The Recovery School District created OneApp, the citywide enrollment system, in 2012 to give students equal access to schools and eliminate enrollment bias. The next year, it began to sanction schools for enrollment discrimination.
Transfers between most schools also are handled through OneApp. Parents can ask to change schools because of medical reasons, changes in childcare, the student’s safety, and now, special-education needs.
Until now, special-education transfers were done under the “principal to principal” category, a catch-all that doesn’t provide much information about why a student moved.
New Orleans’ charter system is relatively new. Many of the schools have been around for less than 10 years, and they may not have experience educating students with certain special needs. As schools and charter networks mature, Fighetti said, some have developed programs to serve certain disabilities.
The new transfer category does not in any way change the requirement that schools must serve all students, Fighetti said.

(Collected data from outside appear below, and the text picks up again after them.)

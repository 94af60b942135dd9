//! # Config Command
//!
//! Writes, shows and checks the JSON config file.

use std::path::Path;

use anyhow::{Context, Result};
use clap::{Args, Subcommand};
use jig_core::config::{JigConfig, resolve_config_path};
use jig_core::output::format_command;
use jig_core::{print_error, print_info, print_success};
use owo_colors::OwoColorize;
use tracing::info;

use crate::clients::{create_jira_client_from_config, create_runtime, load_config};

/// Command for the config file
#[derive(Args)]
pub struct ConfigArgs {
  /// The subcommand to execute
  #[command(subcommand)]
  pub subcommand: ConfigSubcommands,
}

/// Subcommands for the config command
#[derive(Subcommand)]
pub enum ConfigSubcommands {
  /// Write a new config file
  Init {
    /// Jira URL (e.g. https://example.atlassian.net)
    #[arg(long)]
    url: String,

    /// Jira user, usually an email address
    #[arg(long)]
    user: String,

    /// Jira API token
    #[arg(long)]
    token: String,

    /// Replace an existing config file
    #[arg(long, short = 'f')]
    force: bool,
  },

  /// Show the active settings with the token redacted
  Show,

  /// Check that the settings can reach Jira
  Check,
}

pub(super) fn handle_config_command(args: ConfigArgs, config: Option<&Path>) -> Result<()> {
  match args.subcommand {
    ConfigSubcommands::Init {
      url,
      user,
      token,
      force,
    } => {
      let path = resolve_config_path(config)?;
      if path.exists() && !force {
        anyhow::bail!(
          "Config file {} already exists; pass --force to replace it",
          path.display()
        );
      }

      let settings = JigConfig::new(&url, &user, &token)?;
      settings.save(&path)?;
      info!("Wrote config to {}", path.display());
      print_success(&format!("Saved config to {}", path.display()));
      print_info(&format!("Run {} to test the connection", format_command("jig config check")));
      Ok(())
    }
    ConfigSubcommands::Show => {
      let path = resolve_config_path(config)?;
      let settings = load_config(Some(&path))?;

      println!("  {:<6} {}", "File:".bold(), path.display());
      println!("  {:<6} {}", "URL:".bold(), settings.jira_url);
      println!("  {:<6} {}", "User:".bold(), settings.user);
      println!("  {:<6} {}", "Token:".bold(), settings.redacted_token());
      Ok(())
    }
    ConfigSubcommands::Check => {
      let settings = load_config(config)?;
      let rt = create_runtime()?;
      let client = create_jira_client_from_config(&settings)?;

      match rt.block_on(client.get_myself()) {
        Ok(me) => {
          print_success(&format!("Connected to {} as {}", settings.jira_url, me.display_name));
          Ok(())
        }
        Err(e) => {
          print_error(&format!("Could not connect to {}", settings.jira_url));
          Err(e).context("Check the URL, user and API token in the config file")
        }
      }
    }
  }
}
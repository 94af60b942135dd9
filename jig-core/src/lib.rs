//! # Jig Core Library
//!
//! Shared building blocks for the jig CLI: config file handling, terminal
//! output, fixed-width tables, issue key parsing, sprint dates and CSV import.

pub mod config;
pub mod consts;
pub mod dates;
pub mod import;
pub mod issue_key;
pub mod output;
pub mod table;
pub mod url;

// Re-export main types
pub use config::{ConfigDirs, ConfigError, JigConfig, get_config_dirs, resolve_config_path};
pub use issue_key::{IssueKey, IssueKeyError, expand_issue_keys, normalize_issue_key, normalize_project_key};
pub use output::{ColorMode, print_error, print_header, print_info, print_success, print_warning};
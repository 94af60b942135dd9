//! URL helpers for the Jira base URL.
//!
//! The configured `jira_url` is user input, so it may lack a scheme or carry a
//! trailing slash. Everything downstream builds endpoint URLs with
//! `format!("{base}/rest/...")`, so the base must be normalized once here.

use anyhow::Result;
use url::{Position, Url};

/// Render a parsed URL without a trailing slash, query or fragment.
fn render_base(url: &Url) -> String {
  let mut result = String::from(&url[..Position::BeforePath]);
  result.push_str(url.path().trim_end_matches('/'));
  result
}

/// Parse a URL by prefixing it with the https:// scheme.
fn parse_with_https_prefix(input: &str) -> Result<Url> {
  Url::parse(&format!("https://{input}"))
    .map_err(|e| anyhow::anyhow!("Failed to parse Jira URL '{input}': {e}"))
}

/// Normalize a Jira base URL.
///
/// Assumes https:// when no scheme is given, rejects schemes other than http
/// and https, and strips trailing slashes, query strings and fragments.
pub fn normalize_jira_url(input: &str) -> Result<String> {
  let trimmed = input.trim();
  if trimmed.is_empty() {
    anyhow::bail!("Jira URL cannot be empty");
  }

  // "host:8080" parses as scheme "host", so only trust parses that found a host
  let url = match Url::parse(trimmed) {
    Ok(url) if url.host().is_some() => url,
    _ => parse_with_https_prefix(trimmed)?,
  };

  if !matches!(url.scheme(), "http" | "https") {
    anyhow::bail!("Unsupported scheme '{}' in Jira URL '{trimmed}'", url.scheme());
  }
  if url.host_str().is_none_or(str::is_empty) {
    anyhow::bail!("Jira URL must have a host: '{trimmed}'");
  }

  Ok(render_base(&url))
}

/// Build the browser URL of an issue.
pub fn issue_browse_url(base_url: &str, issue_key: &str) -> String {
  format!("{}/browse/{issue_key}", base_url.trim_end_matches('/'))
}

#[cfg(test)]
mod tests {
  use test_case::test_case;

  use super::*;

  #[test_case("https://company.atlassian.net", "https://company.atlassian.net" ; "https kept")]
  #[test_case("http://jira.example.com", "http://jira.example.com" ; "http kept")]
  #[test_case("company.atlassian.net", "https://company.atlassian.net" ; "scheme added")]
  #[test_case("https://company.atlassian.net/", "https://company.atlassian.net" ; "root slash stripped")]
  #[test_case("  company.atlassian.net  ", "https://company.atlassian.net" ; "whitespace trimmed")]
  #[test_case("localhost:8080", "https://localhost:8080" ; "host and port")]
  #[test_case("https://example.com/jira/", "https://example.com/jira" ; "context path kept")]
  #[test_case("HTTPS://Example.com", "https://example.com" ; "scheme and host lowercased")]
  #[test_case("https://example.com/?a=b#frag", "https://example.com" ; "query and fragment dropped")]
  fn test_normalize_jira_url(input: &str, expected: &str) {
    assert_eq!(normalize_jira_url(input).unwrap(), expected);
  }

  #[test]
  fn test_normalize_jira_url_empty() {
    let err = normalize_jira_url("   ").unwrap_err().to_string();
    assert!(err.contains("cannot be empty"));
  }

  #[test]
  fn test_normalize_jira_url_rejects_other_schemes() {
    let err = normalize_jira_url("ftp://example.com").unwrap_err().to_string();
    assert!(err.contains("Unsupported scheme 'ftp'"));
  }

  #[test]
  fn test_issue_browse_url() {
    assert_eq!(
      issue_browse_url("https://company.atlassian.net", "PROJ-1"),
      "https://company.atlassian.net/browse/PROJ-1"
    );
    assert_eq!(
      issue_browse_url("https://company.atlassian.net/", "PROJ-1"),
      "https://company.atlassian.net/browse/PROJ-1"
    );
  }
}
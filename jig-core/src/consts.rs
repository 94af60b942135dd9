//! Core constants shared across jig components.

/// Environment variable pointing at an alternative config file.
pub const ENV_JIG_CONFIG: &str = "JIG_CONFIG";

/// Environment variable overriding `jira_url` from the config file.
pub const ENV_JIRA_URL: &str = "JIRA_URL";

/// Environment variable overriding `user` from the config file.
pub const ENV_JIRA_USER: &str = "JIRA_USER";

/// Environment variable overriding `api_token` from the config file.
pub const ENV_JIRA_API_TOKEN: &str = "JIRA_API_TOKEN";

/// File name of the config file inside the config directory.
pub const CONFIG_FILE_NAME: &str = "config.json";

/// Largest number of keys a single `FROM..TO` range may expand to.
pub const MAX_RANGE_LEN: u64 = 1000;
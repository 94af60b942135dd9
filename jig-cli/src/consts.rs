//! Constants for the jig command-line tool.

/// Application name used in messages and crash reports
pub const APP_NAME: &str = "jig";

/// Version string shown by `--version`
pub const VERSION: &str = concat!(
  env!("CARGO_PKG_VERSION"),
  " (",
  env!("GIT_HASH"),
  " ",
  env!("TARGET"),
  ")"
);

/// Default number of issues fetched by listing commands
pub const DEFAULT_LIST_LIMIT: u32 = 50;

/// Column widths for issue tables
pub const KEY_WIDTH: usize = 12;
pub const SUMMARY_WIDTH: usize = 50;
pub const STATUS_WIDTH: usize = 14;
pub const NAME_WIDTH: usize = 24;
pub const TYPE_WIDTH: usize = 10;
pub const COMMENT_WIDTH: usize = 60;
pub const DATE_WIDTH: usize = 10;
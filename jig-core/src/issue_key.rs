//! # Issue Keys
//!
//! Parsing of Jira issue keys (`PROJ-123`) and key ranges
//! (`PROJ-10..PROJ-20`) given on the command line.

use std::collections::HashSet;
use std::fmt;
use std::sync::LazyLock;

use regex::Regex;
use thiserror::Error;

use crate::consts::MAX_RANGE_LEN;

static ISSUE_KEY_PATTERN: LazyLock<Regex> =
  LazyLock::new(|| Regex::new(r"^([A-Za-z][A-Za-z0-9_]+)-(\d+)$").expect("Failed to compile issue key regex"));

static PROJECT_KEY_PATTERN: LazyLock<Regex> =
  LazyLock::new(|| Regex::new(r"^[A-Z][A-Z0-9]{1,9}$").expect("Failed to compile project key regex"));

/// Errors that can occur while parsing keys and ranges
#[derive(Debug, Error, PartialEq, Eq)]
pub enum IssueKeyError {
  #[error("Invalid issue key: '{0}' (expected something like PROJ-123)")]
  InvalidKey(String),
  #[error("Invalid project key: '{0}' (expected 2-10 letters or digits, starting with a letter)")]
  InvalidProjectKey(String),
  #[error("Range '{0}' spans two projects")]
  ProjectMismatch(String),
  #[error("Range '{0}' ends before it starts")]
  ReversedRange(String),
  #[error("Range '{range}' expands to {len} keys, more than the limit of {max}")]
  RangeTooLarge { range: String, len: u64, max: u64 },
}

/// A parsed issue key
#[derive(Debug, Clone, PartialEq, Eq, Hash)]
pub struct IssueKey {
  pub project: String,
  pub number: u64,
}

impl IssueKey {
  /// Parse a key, upper-casing the project part
  pub fn parse(input: &str) -> Result<Self, IssueKeyError> {
    let input = input.trim();
    let invalid = || IssueKeyError::InvalidKey(input.to_string());

    let captures = ISSUE_KEY_PATTERN.captures(input).ok_or_else(invalid)?;
    let project = captures.get(1).ok_or_else(invalid)?.as_str().to_uppercase();
    let number = captures
      .get(2)
      .ok_or_else(invalid)?
      .as_str()
      .parse::<u64>()
      .map_err(|_| invalid())?;

    Ok(Self { project, number })
  }
}

impl fmt::Display for IssueKey {
  fn fmt(&self, f: &mut fmt::Formatter<'_>) -> fmt::Result {
    write!(f, "{}-{}", self.project, self.number)
  }
}

/// Normalize a single issue key
pub fn normalize_issue_key(input: &str) -> Result<String, IssueKeyError> {
  IssueKey::parse(input).map(|key| key.to_string())
}

/// Validate and upper-case a project key
pub fn normalize_project_key(input: &str) -> Result<String, IssueKeyError> {
  let key = input.trim().to_uppercase();
  if PROJECT_KEY_PATTERN.is_match(&key) {
    Ok(key)
  } else {
    Err(IssueKeyError::InvalidProjectKey(input.trim().to_string()))
  }
}

/// Expand `FROM..TO` into every key between them, inclusive.
///
/// A plain key expands to itself.
pub fn parse_key_range(input: &str) -> Result<Vec<String>, IssueKeyError> {
  let input = input.trim();
  let Some((start, end)) = input.split_once("..") else {
    return Ok(vec![normalize_issue_key(input)?]);
  };

  let start = IssueKey::parse(start)?;
  let end = IssueKey::parse(end)?;

  if start.project != end.project {
    return Err(IssueKeyError::ProjectMismatch(input.to_string()));
  }
  if start.number > end.number {
    return Err(IssueKeyError::ReversedRange(input.to_string()));
  }

  // `span + 1` overflows for `KEY-0..KEY-<u64::MAX>`
  let span = end.number - start.number;
  if span >= MAX_RANGE_LEN {
    return Err(IssueKeyError::RangeTooLarge {
      range: input.to_string(),
      len: span.saturating_add(1),
      max: MAX_RANGE_LEN,
    });
  }

  Ok(
    (start.number..=end.number)
      .map(|number| format!("{}-{number}", start.project))
      .collect(),
  )
}

/// Expand command line arguments into a list of keys.
///
/// Each argument may be a key, a range, or a comma separated mix of both.
/// Order follows the input and repeated keys are dropped.
pub fn expand_issue_keys<S: AsRef<str>>(args: &[S]) -> Result<Vec<String>, IssueKeyError> {
  let mut seen = HashSet::new();
  let mut keys = Vec::new();

  for part in args
    .iter()
    .flat_map(|arg| arg.as_ref().split(','))
    .map(str::trim)
    .filter(|part| !part.is_empty())
  {
    for key in parse_key_range(part)? {
      if seen.insert(key.clone()) {
        keys.push(key);
      }
    }
  }

  Ok(keys)
}
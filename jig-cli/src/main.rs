//! # Jig CLI Entry Point
//!
//! Parses arguments, sets up tracing and the crash handler, runs the command
//! and turns any error into a message and exit status 1.

use clap::Parser;
use jig_cli::cli::{Cli, describe_failure, handle_cli};
use jig_cli::panic;
use jig_core::{get_config_dirs, print_error};
use tracing::{debug, warn};
use tracing_subscriber::prelude::*;
use tracing_subscriber::{EnvFilter, fmt};

fn main() {
  let crash_dir = get_config_dirs().map(|dirs| dirs.data_dir().join("crashes"));
  let crash_handler = crash_dir.and_then(panic::install);

  // Parse CLI arguments using the derive-based implementation
  let cmd = Cli::parse();

  let level = match cmd.verbose {
    0 => tracing::Level::WARN,  // Default: warnings and errors
    1 => tracing::Level::INFO,  // -v: info, warnings, and errors
    2 => tracing::Level::DEBUG, // -vv: debug, info, warnings, and errors
    _ => tracing::Level::TRACE, // -vvv or more: trace and everything else
  };

  // Logs go to stderr so tables on stdout stay clean
  tracing_subscriber::registry()
    .with(fmt::layer().with_writer(std::io::stderr))
    .with(EnvFilter::from_default_env().add_directive(level.into()))
    .init();

  debug!("Tracing initialized with level: {}", level);
  if let Err(e) = crash_handler {
    warn!("Crash handler not installed: {e:#}");
  }

  if let Err(err) = handle_cli(cmd) {
    print_error(&format!("{err:#}"));
    warn!("{}", describe_failure(&err));
    debug!("{err:?}");
    std::process::exit(1);
  }
}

“A school does not say to a parent, ‘We can’t serve you; you have to go somewhere else,’” she said. “A school and a parent might together decide to transfer this child to a new site.”
If parents want to transfer their student, they file a request with the school. “A school has to have a conversation with a parent about that request,” Fighetti said.
That may lead to a solution at the school. Otherwise, the request is passed on to the RSD for consideration, Fighetti said.
Through this process, Fighetti said, the district hopes to “strike a balance” between what parents want and what the school provides.
“If mobility has to happen, let’s make sure it’s happening in cases where there’s really no other option,” Fighetti said. “Because mobility is hard.”
This fall, the Education Research Alliance for New Orleans released a study showing school closures and charter takeovers benefited students when they ended up in a better school and the move took place with minimal disruption.
Doug Harris, the head of the organization, said in an email he hasn’t researched midyear transfers. “But we would certainly expect mid-year transfers to be more disruptive. At the beginning of the year everyone is adjusting, learning the rules, and making friends. In the middle of the year, everyone — students and teachers alike — has to re-adjust.”
Last year, 447 students asked to change schools mid-year; about 61 percent were approved. Childcare and safety were the most common reasons.
In the “principal to principal” category, more than 90 percent of the 127 requests were approved last year.
Overall, Fighetti said, transfers are more likely to be approved near the beginning of the school year.
“It doesn’t get completely cut off. There are instances of health and safety,” she said. “As you get closer and closer to the end of the school year, I think we do apply a little more strict scrutiny.”
Just one special-education transfer has been requested so far. It was under review last week. Fighetti said that wasn’t surprising because it’s a new category.